What is needed: Reproduce the entries from their first line up to and including the line with "upstream API base.". Leave out everything after it.

■ ■ ■ ■ ■ ■ ■

//! API server configuration.

use thiserror::Error;
use url::Url;

/// Default listen port.
pub const DEFAULT_PORT: u16 = 3000;
/// Default listen host.
pub const DEFAULT_BIND_HOST: &str = "0.0.0.0";
/// Default upstream API base.
pub const DEFAULT_UPSTREAM_BASE_URL: &str = "https://generativelanguage.googleapis.com/v1beta";
/// Default upstream model.
pub const DEFAULT_UPSTREAM_MODEL: &str = "gemini-2.5-flash-preview-05-20";

/// Errors raised while reading configuration.
#[derive(Debug, Error)]
pub enum ConfigError {
    #[error("Invalid value for {name}: {value}")]
    Invalid { name: &'static str, value: String },

    #[error("Invalid upstream URL: {0}")]
    Url(#[from] url::ParseError),
}

/// Configuration for the API server.
#[derive(Clone, Debug)]
pub struct ApiConfig {
    /// Address to bind the HTTP listener (e.g. "0.0.0.0:3000").
    pub bind_addr: String,
    /// Upstream credential. Checked per request, so the server starts
    /// without one and answers 500 until it is set.
    pub api_key: Option<String>,
    /// Base URL of the generative API, without a trailing slash.
    pub upstream_base_url: Url,
    /// Model id used in the generate path.
    pub upstream_model: String,
    /// Whether 500 bodies carry a `details` field.
    pub expose_error_details: bool,
}

impl ApiConfig {
    /// Reads configuration from environment variables with sensible defaults.
    ///
    /// | Variable               | Default                                             |
    /// |------------------------|-----------------------------------------------------|
    /// | `API_KEY`              | unset                                               |
    /// | `PORT`                 | `3000`                                              |
    /// | `BIND_HOST`            | `0.0.0.0`                                           |
    /// | `UPSTREAM_BASE_URL`    | `https://generativelanguage.googleapis.com/v1beta`  |
    /// | `UPSTREAM_MODEL`       | `gemini-2.5-flash-preview-05-20`                    |
    /// | `EXPOSE_ERROR_DETAILS` | `true`                                              |
    pub fn from_env() -> Result<Self, ConfigError> {
        Self::from_lookup(|name| std::env::var(name).ok())
    }

    /// Same as [`ApiConfig::from_env`], reading through `lookup`.
    pub fn from_lookup(lookup: impl Fn(&str) -> Option<String>) -> Result<Self, ConfigError> {
        let port = match lookup("PORT") {
            Some(value) => value
                .trim()
                .parse::<u16>()
                .map_err(|_| ConfigError::Invalid { name: "PORT", value })?,
            None => DEFAULT_PORT,
        };
        let host = lookup("BIND_HOST").unwrap_or_else(|| DEFAULT_BIND_HOST.into());

        let base = lookup("UPSTREAM_BASE_URL").unwrap_or_else(|| DEFAULT_UPSTREAM_BASE_URL.into());
        let upstream_base_url = Url::parse(base.trim_end_matches('/'))?;

        let expose_error_details = match lookup("EXPOSE_ERROR_DETAILS") {
            Some(value) => parse_bool(&value).ok_or(ConfigError::Invalid {
                name: "EXPOSE_ERROR_DETAILS",
                value,
            })?,
            None => true,
        };

        Ok(Self {
            bind_addr: format!("{host}:{port}"),
            api_key: lookup("API_KEY").filter(|key| !key.is_empty()),
            upstream_base_url,
            upstream_model: lookup("UPSTREAM_MODEL")
                .unwrap_or_else(|| DEFAULT_UPSTREAM_MODEL.into()),
            expose_error_details,
        })
    }

    /// `{base}/models/{model}:generateContent`, without the credential.
    pub fn generate_url(&self) -> String {
        format!(
            "{}/models/{}:generateContent",
            self.upstream_base_url.as_str().trim_end_matches('/'),
            self.upstream_model
        )
    }
}

fn parse_bool(value: &str) -> Option<bool> {
    match value.trim().to_ascii_lowercase().as_str() {
        "1" | "true" | "yes" | "on" => Some(true),
        "0" | "false" | "no" | "off" => Some(false),
        _ => None,
    }
}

■ ■ ■ ■ ■ ■ ■

Task output:
//! API server configuration.

use thiserror::Error;
use url::Url;

/// Default listen port.
pub const DEFAULT_PORT: u16 = 3000;
/// Default listen host.
pub const DEFAULT_BIND_HOST: &str = "0.0.0.0";
/// Default upstream API base.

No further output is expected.